* [YOUR INSTRUCTIONS]:
Determine how many lines in the listing below include "Parser", and answer with only that number.

------------

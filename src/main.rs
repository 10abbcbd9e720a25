use std::error::Error;
use std::fs;
use std::path::{Path, PathBuf};

use clap::{Parser, Subcommand};
use log::info;

use mdsite::{BlockKind, Config, InlineKind};

#[derive(Parser)]
#[command(name = "mdsite")]
#[command(about = "Build a static HTML site from Markdown files")]
struct Cli {
    #[command(subcommand)]
    command: Command,
}

#[derive(Subcommand)]
enum Command {
    /// Copy static assets and render every page in the content directory
    Build {
        /// Site config file; defaults apply when it does not exist
        #[arg(short, long, default_value = "site.toml")]
        config: PathBuf,

        #[arg(long)]
        content: Option<PathBuf>,

        #[arg(long = "static")]
        static_dir: Option<PathBuf>,

        #[arg(long)]
        template: Option<PathBuf>,

        #[arg(short, long)]
        output: Option<PathBuf>,
    },

    /// Convert one Markdown file to an HTML fragment
    Convert {
        input: PathBuf,

        /// Output file (defaults to stdout)
        #[arg(short, long)]
        output: Option<PathBuf>,
    },

    /// Show how a Markdown file is split and classified
    Blocks {
        input: PathBuf,

        /// Also list inline spans of this kind (text, bold, italic, code, link, image)
        #[arg(long)]
        inline: Option<InlineKind>,
    },
}

fn main() {
    env_logger::Builder::from_env(env_logger::Env::default().default_filter_or("info")).init();

    let cli = Cli::parse();

    let result = match cli.command {
        Command::Build {
            config,
            content,
            static_dir,
            template,
            output,
        } => load_config(&config).and_then(|mut config| {
            if let Some(content) = content {
                config.content = content;
            }
            if let Some(static_dir) = static_dir {
                config.static_dir = static_dir;
            }
            if let Some(template) = template {
                config.template = template;
            }
            if let Some(output) = output {
                config.output = output;
            }
            build(&config)
        }),
        Command::Convert { input, output } => convert(&input, output.as_deref()),
        Command::Blocks { input, inline } => blocks(&input, inline),
    };

    if let Err(e) = result {
        eprintln!("Error: {}", e);
        std::process::exit(1);
    }
}

fn load_config(path: &Path) -> Result<Config, Box<dyn Error>> {
    let base = match path.parent() {
        Some(parent) if !parent.as_os_str().is_empty() => parent,
        _ => Path::new("."),
    };
    Ok(Config::load(path)?.resolve(base))
}

fn build(config: &Config) -> Result<(), Box<dyn Error>> {
    let report = mdsite::site::build(config)?;
    println!(
        "Generated {} pages in {}",
        report.pages.len(),
        config.output.display()
    );
    Ok(())
}

fn read_input(input: &Path) -> Result<String, Box<dyn Error>> {
    fs::read_to_string(input).map_err(|e| format!("reading {}: {}", input.display(), e).into())
}

fn convert(input: &Path, output: Option<&Path>) -> Result<(), Box<dyn Error>> {
    let markdown = read_input(input)?;
    let html = mdsite::markdown_to_html(&markdown)?;

    match output {
        Some(output) => {
            fs::write(output, html)
                .map_err(|e| format!("writing {}: {}", output.display(), e))?;
            info!("Created {}", output.display());
        }
        None => println!("{}", html),
    }
    Ok(())
}

fn blocks(input: &Path, inline: Option<InlineKind>) -> Result<(), Box<dyn Error>> {
    let markdown = read_input(input)?;

    for (i, block) in mdsite::parse(&markdown).iter().enumerate() {
        let first_line = block.text.lines().next().unwrap_or_default();
        println!("{:>3} {:<15} {}", i, block.kind.to_string(), first_line);

        let Some(kind) = inline else { continue };
        if block.kind == BlockKind::Code {
            continue;
        }
        for span in mdsite::spans_of_kind(block.text, kind)? {
            match span.target() {
                Some(target) => println!("      {} {:?} -> {}", kind, span.text(), target),
                None => println!("      {} {:?}", kind, span.text()),
            }
        }
    }
    Ok(())
}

------------

* [EXPECTED OUTPUT]:
2